Andrew and I work for the same company (this always elicits one of two responses: “Aww, how sweet! And how convenient for you guys!” or [more commonly] “Oh. My. God. I’d go positively crazy if I rode to work, worked in the same building, ate lunch, rode home, and then spent the rest of the night with my husband.”).
Before I started working primarily from home, we did, in fact, eat lunch together pretty much every day. And nearly every day, lunch included yogurt.
About the same time, I bumped into random blog posts about people making their own yogurt.
Wait, what? You can do that?!
Such things were a complete enigma to me at the time. I’d never considered that it was possible to make staples like yogurt or cheese outside of a gigantic factory. And when I realized I could make yogurt with organic milk for about the same cost (or less) of buying conventional yogurt, I knew I had to try it.
These days, yogurt is a staple in our house. I bake with it (in place of buttermilk, for instance); I make dips, sauces, dressings, and other condiments with it; and I start a LOT of days with yogurt and granola. It’s certainly more of a fixture than just for lunch.

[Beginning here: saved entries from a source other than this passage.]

//! 消息模型
//!
//! 通道中的单条消息：角色、内容、发言者名，以及 Oracle 请求的工具调用（assistant）或工具结果对应的调用 ID（tool）。

use schemars::JsonSchema;
use serde::{Deserialize, Serialize};

/// 消息角色（与 LLM API 一致，另含工具结果）
#[derive(Clone, Debug, PartialEq, Eq, Serialize, Deserialize)]
#[serde(rename_all = "lowercase")]
pub enum Role {
    User,
    Assistant,
    System,
    Tool,
}

/// 一次工具调用请求
#[derive(Clone, Debug, PartialEq, Serialize, Deserialize, JsonSchema)]
pub struct ToolCall {
    /// 调用 ID，可留空，由运行时补齐
    #[serde(default)]
    pub id: String,
    /// 工具名，必须是当前 Agent 绑定的工具之一
    pub tool: String,
    /// 工具参数（JSON 对象）
    #[serde(default)]
    pub args: serde_json::Value,
}

/// 单条消息
#[derive(Clone, Debug, PartialEq, Serialize, Deserialize)]
pub struct Message {
    pub role: Role,
    pub content: String,
    /// 发言者（Agent 名或工具名）
    #[serde(default, skip_serializing_if = "Option::is_none")]
    pub name: Option<String>,
    #[serde(default, skip_serializing_if = "Vec::is_empty")]
    pub tool_calls: Vec<ToolCall>,
    #[serde(default, skip_serializing_if = "Option::is_none")]
    pub tool_call_id: Option<String>,
}

impl Message {
    fn new(role: Role, content: impl Into<String>) -> Self {
        Self {
            role,
            content: content.into(),
            name: None,
            tool_calls: Vec::new(),
            tool_call_id: None,
        }
    }

    pub fn user(content: impl Into<String>) -> Self {
        Self::new(Role::User, content)
    }

    pub fn assistant(content: impl Into<String>) -> Self {
        Self::new(Role::Assistant, content)
    }

    pub fn system(content: impl Into<String>) -> Self {
        Self::new(Role::System, content)
    }

    /// 工具结果消息，关联发起它的调用 ID
    pub fn tool(content: impl Into<String>, call_id: impl Into<String>) -> Self {
        let mut msg = Self::new(Role::Tool, content);
        msg.tool_call_id = Some(call_id.into());
        msg
    }

    pub fn with_name(mut self, name: impl Into<String>) -> Self {
        self.name = Some(name.into());
        self
    }

    pub fn with_tool_calls(mut self, calls: Vec<ToolCall>) -> Self {
        self.tool_calls = calls;
        self
    }

    /// assistant 消息且携带工具调用请求
    pub fn is_tool_call_request(&self) -> bool {
        self.role == Role::Assistant && !self.tool_calls.is_empty()
    }

    pub fn is_tool_result(&self) -> bool {
        self.role == Role::Tool
    }
}

#[cfg(test)]
mod tests {
    use super::*;

    #[test]
    fn test_tool_call_request_detection() {
        let plain = Message::assistant("hello");
        assert!(!plain.is_tool_call_request());

        let call = ToolCall {
            id: "call_0".into(),
            tool: "past_successful_example".into(),
            args: serde_json::json!({"query": "double charge"}),
        };
        let req = Message::assistant("").with_tool_calls(vec![call]);
        assert!(req.is_tool_call_request());

        let result = Message::tool("refund policy", "call_0");
        assert!(result.is_tool_result());
        assert_eq!(result.tool_call_id.as_deref(), Some("call_0"));
    }

    #[test]
    fn test_message_serde_skips_empty_fields() {
        let json = serde_json::to_string(&Message::user("hi")).unwrap();
        assert_eq!(json, r#"{"role":"user","content":"hi"}"#);
    }
}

Don’t be daunted by the number/length of steps. I can make yogurt in my sleep (and with a newborn at home, that’s pretty much how I do everything!), and do nearly everything by sight or touch now. Take comfort; it’s not an exact science, so aside from a few key points (the temperatures), it’s pretty hard to “mess up” yogurt.
The Essential Steps
I make my yogurt in half gallon (whole milk) batches. If I have left over homemade yogurt, I use that as my “starter.” Otherwise, I buy a small pot (they’re usually 6 oz.) of plain yogurt as the starter. You need at least 4 oz. of yogurt for a half gallon, but a bit more is certainly fine (I use the whole 6 oz. container if I’m starting with a store-bought yogurt).
- Put a couple inches of water in your slow cooker and turn it on low. Pull your starter yogurt out of the fridge so it gets closer to room temp while you get the milk ready.
- Warm half a gallon of whole milk in a stock pot over medium high heat. Leave it uncovered and stir regularly to help avoid scalding. Heat to 180 degrees (steaming but not boiling).
- Take milk off the stove and cool to 105-110 degrees (I do this quickly by setting the stock pot in cold water in a stopped up sink).
- Empty the water from and turn off the slow cooker. Dump the milk through a strainer into the slow cooker (no one wants “milk skin” or “stuck to the bottom of the pot” chunks in their yogurt; strain the milk!). Add the starter yogurt and stir gently, just to break up the yogurt into the milk.
- Cover the crock with the lid and then wrap the entire slow cooker in a couple bath towels (the milk/yogurt needs to cool slowly so the yogurt bacteria can grow) for 6-8 hours (or overnight).
- Move the crock to the refrigerator without disturbing the yogurt so it can cool thoroughly and set.
How I “Cheat” (Tips From Oodles of Batches)
- Make a mental note what half a gallon of milk looks like in your stock pot. For instance, on mine, I know half a gallon does not quite reach the bolts of the handle, so I never measure my milk. I just dump!
- Also note what 180 degree milk looks like (steam and some bubbles/simmering on the edges of the pot; ) and what 105-110 degrees feels like; I hardly ever use a thermometer.
- If you prefer a more “hands-off” approach than heating your milk on the stove, the entire milk heating/cooling process can be done in the slow cooker. Nothing changes process-wise (you still need to get the milk to the same temperatures listed); it’s just much slower.
- Experiment with your brands of milk and yogurt starter. I’ve had great results with Stonyfield and Noosa. Chobani consistently made really soupy yogurt for me. Also, you can use 2% milk, just know it’ll yield a much thinner yogurt.
- If you prefer Greek yogurt, line a strainer with a couple layers of cheesecloth and strain your refrigerated yogurt for a couple hours until all the whey (the watery stuff) has drained off.